Source: Own copy. Peter Ackroyd, Dan Leno & the Limehouse Golem (1994) BUY at Amazon UK (affiliate link)


The Man Among the Seals & Inner Weather by Denis Johnson

I’ve only read Johnson’s superb novella Train Dreams before, and I’d love to read his short stories in Jesus’ Son and the more recent The Largesse of the Sea Maiden. Johnson was also a poet, and I found a book of his first two collections on the Blackwell’s £1 shelf last summer when Rebecca and I met up for an afternoon in Oxford. The Man Among the Seals was published in 1969, and Inner Weather in 1976.

The earlier, larger set of poems is full of domestic settings – most are quite dark, such as ‘Why I Might Go to the Next Football Game’ in which a man recounts his first kiss as a child to which he reacts in the playground by tackling and punching the poor girl, now being a spectator and realising that it wasn’t a game. Another, ‘Checking the Traps’ is all about catching mice and not very nice! Amongst all the drunks and other lowlife, the main character in these poems is his long-suffering wife, who is, thankfully, obviously loved in one way or another – but he’s quite candid. One I enjoyed, ‘A Consequence of Gravity’, begins:

my wife’s voice yelling from
the window holds the distant echoes
of a thousand mothers-in-law, all the women,
all the weight, increasing, of this planet.

The second much shorter collection has some of the same preoccupations, but his style has changed to using capitals at the beginnings of sentences.

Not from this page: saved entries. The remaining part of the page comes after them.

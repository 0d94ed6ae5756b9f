use hadath_core_contact_contracts::validate::ContactValidateService;
use hadath_di::Build;
use hadath_models::{
    contact::{
        ContactEmail, ContactFieldError, ContactForm, ContactFormErrors, ContactFullName,
        ContactMessageContent, ContactSubmission,
    },
    country::Country,
    phone::PhoneNumber,
    sanitize::sanitize_input,
};
use hadath_shared_contracts::time::TimeService;
use hadath_utils::trace_instrument;

#[derive(Debug, Clone, Build)]
#[cfg_attr(test, derive(Default))]
pub struct ContactValidateServiceImpl<Time> {
    pub(crate) time: Time,
}

impl<Time> ContactValidateService for ContactValidateServiceImpl<Time>
where
    Time: TimeService,
{
    #[trace_instrument(skip(self))]
    fn validate(&self, form: &ContactForm) -> Result<ContactSubmission, ContactFormErrors> {
        let mut errors = ContactFormErrors::default();

        let full_name = check(&mut errors, validate_name(&form.name));
        let email = check(&mut errors, validate_email(&form.email));
        let phone = check(&mut errors, self.validate_phone(form.country, &form.phone));
        let event_type = check(
            &mut errors,
            form.event_type.ok_or(ContactFieldError::EventTypeRequired),
        );
        let preferred_date = check(
            &mut errors,
            match form.event_date {
                Some(date) if date < self.time.today() => Err(ContactFieldError::EventDateInPast),
                date => Ok(date),
            },
        );
        let message = check(&mut errors, validate_message(&form.message));

        match (full_name, email, phone, event_type, preferred_date, message) {
            (
                Some(full_name),
                Some(email),
                Some(phone),
                Some(event_type),
                Some(preferred_date),
                Some(message),
            ) => Ok(ContactSubmission {
                full_name,
                email,
                phone,
                event_type,
                preferred_date,
                message,
            }),
            _ => Err(errors),
        }
    }

    #[trace_instrument(skip(self))]
    fn validate_phone(
        &self,
        country: Country,
        phone: &str,
    ) -> Result<Option<PhoneNumber>, ContactFieldError> {
        PhoneNumber::parse(country, &sanitize_input(phone))
            .map_err(|_| ContactFieldError::PhoneInvalid)
    }
}

/// Records the error of a failed field check.
fn check<T>(errors: &mut ContactFormErrors, result: Result<T, ContactFieldError>) -> Option<T> {
    result.map_err(|err| errors.insert(err)).ok()
}

fn validate_name(name: &str) -> Result<ContactFullName, ContactFieldError> {
    let name = sanitize_input(name);
    if name.is_empty() {
        return Err(ContactFieldError::NameRequired);
    }
    ContactFullName::try_new(name).map_err(|_| ContactFieldError::NameTooShort)
}

fn validate_email(email: &str) -> Result<ContactEmail, ContactFieldError> {
    let email = sanitize_input(email);
    if email.is_empty() {
        return Err(ContactFieldError::EmailRequired);
    }
    ContactEmail::try_new(email).map_err(|_| ContactFieldError::EmailInvalid)
}

fn validate_message(message: &str) -> Result<ContactMessageContent, ContactFieldError> {
    let message = sanitize_input(message);
    let length = message.chars().count();
    if length == 0 {
        Err(ContactFieldError::MessageRequired)
    } else if length < ContactMessageContent::MIN_LENGTH {
        Err(ContactFieldError::MessageTooShort)
    } else if length > ContactMessageContent::MAX_LENGTH {
        Err(ContactFieldError::MessageTooLong)
    } else {
        ContactMessageContent::try_new(message).map_err(|_| ContactFieldError::MessageTooLong)
    }
}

Some of them do display a sense of ‘Inner Weather’, but the one on the right tickled me at the beginning, however, then it gets more strange and internal down the page!

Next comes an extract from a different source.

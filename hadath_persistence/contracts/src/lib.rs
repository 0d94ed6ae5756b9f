pub mod preferences;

For me this was rather a mixed bag. I definitely preferred the second collection, which felt more focused, but for just £1 I’m not complaining. While I wouldn’t go out of my way to seek out more of his poetry, I do still want to read more of his other writing.

Source: Own copy. Denis Johnson, The Man Among the Seals & Inner Weather (Carnegie Mellon, 2017), paperback, 78 pages. BUY at Amazon UK or Blackwell’s (affiliate links)

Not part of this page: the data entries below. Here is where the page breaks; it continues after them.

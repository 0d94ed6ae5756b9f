use std::{fmt, str::FromStr};

use serde::{Deserialize, Serialize};
use thiserror::Error;

use crate::language::Language;

#[derive(Debug, Clone, Copy, PartialEq, Eq, Hash, Serialize, Deserialize)]
#[serde(rename_all = "snake_case")]
pub enum EventType {
    Conference,
    Corporate,
    Cultural,
    Exhibition,
    Other,
}

impl EventType {
    pub const ALL: [Self; 5] = [
        Self::Conference,
        Self::Corporate,
        Self::Cultural,
        Self::Exhibition,
        Self::Other,
    ];

    /// Value stored in the `event_type` column.
    pub fn as_str(self) -> &'static str {
        match self {
            Self::Conference => "conference",
            Self::Corporate => "corporate",
            Self::Cultural => "cultural",
            Self::Exhibition => "exhibition",
            Self::Other => "other",
        }
    }

    pub fn label(self, language: Language) -> &'static str {
        match self {
            Self::Conference => language.pick("Conference", "مؤتمر"),
            Self::Corporate => language.pick("Corporate Event", "فعالية مؤسسية"),
            Self::Cultural => language.pick("Cultural Event", "فعالية ثقافية"),
            Self::Exhibition => language.pick("Exhibition", "معرض"),
            Self::Other => language.pick("Other", "أخرى"),
        }
    }

    /// Label of the empty selection.
    pub fn placeholder(language: Language) -> &'static str {
        language.pick("Select event type", "اختر نوع الفعالية")
    }
}

impl fmt::Display for EventType {
    fn fmt(&self, f: &mut fmt::Formatter<'_>) -> fmt::Result {
        f.write_str(self.as_str())
    }
}

#[derive(Debug, Clone, PartialEq, Eq, Error)]
#[error("Unknown event type: {0}")]
pub struct UnknownEventType(pub String);

impl FromStr for EventType {
    type Err = UnknownEventType;

    fn from_str(s: &str) -> Result<Self, Self::Err> {
        Self::ALL
            .into_iter()
            .find(|event_type| event_type.as_str() == s)
            .ok_or_else(|| UnknownEventType(s.into()))
    }
}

Department of Mind-Blowing Theories: Science Cartoons by Tom Gauld

Tom Gauld’s cartoons and graphic novels are the biz. Just love ’em! And his new collection of science cartoons made me guffaw, snort and chortle from start to finish – they’re hilarious, full of puns, yet always insightful, and surprisingly full of literary references.

I’ve made some of my many favourites into a little montage below. This book was a real pick-me-up! Just what was required to appeal to my inner geek. (10/10)

Tom Gauld, Dept of Mind-Blowing Theories (Canongate, 2020) Hardback, 160 pages. BUY at Amazon UK or Blackwell’s (affiliate links)

8 thoughts on “Review Catch-Up

  1. Café Society says:

    I don’t think I’ve read that particular Ackroyd, which means if I have it didn’t actually make much of an impression on me. My favourite is English Music. Have you read that?

    • AnnaBookBel says:

      English Music I remember loving and must be the next I re-read. This one was really good but was sandwiched between the difficult House of Doctor Dee and Milton in America. I do recommend it.

  2. kaggsysbookishramblings says:

    Lovely selection of books there Annabel! I read Dan Leno yonks ago when I had an Ackroyd phase and remember loving it – he’s a good writer. The only Denis Johnson I’ve read is Already Dead which is wonderful – highly recommend it. As for Ton Gauld, his cartoons are fab and even as a non-scientist I’m tempted!

    • AnnaBookBel says:

      I can feel another Ackroyd phase coming upon me – mostly re-reading. I own more of his books than any other author.

    • AnnaBookBel says:

      I’ve still got 6 to review in the pile. Mostly ones I want to write more at length about, but it’s so hard to get going on a review sometimes.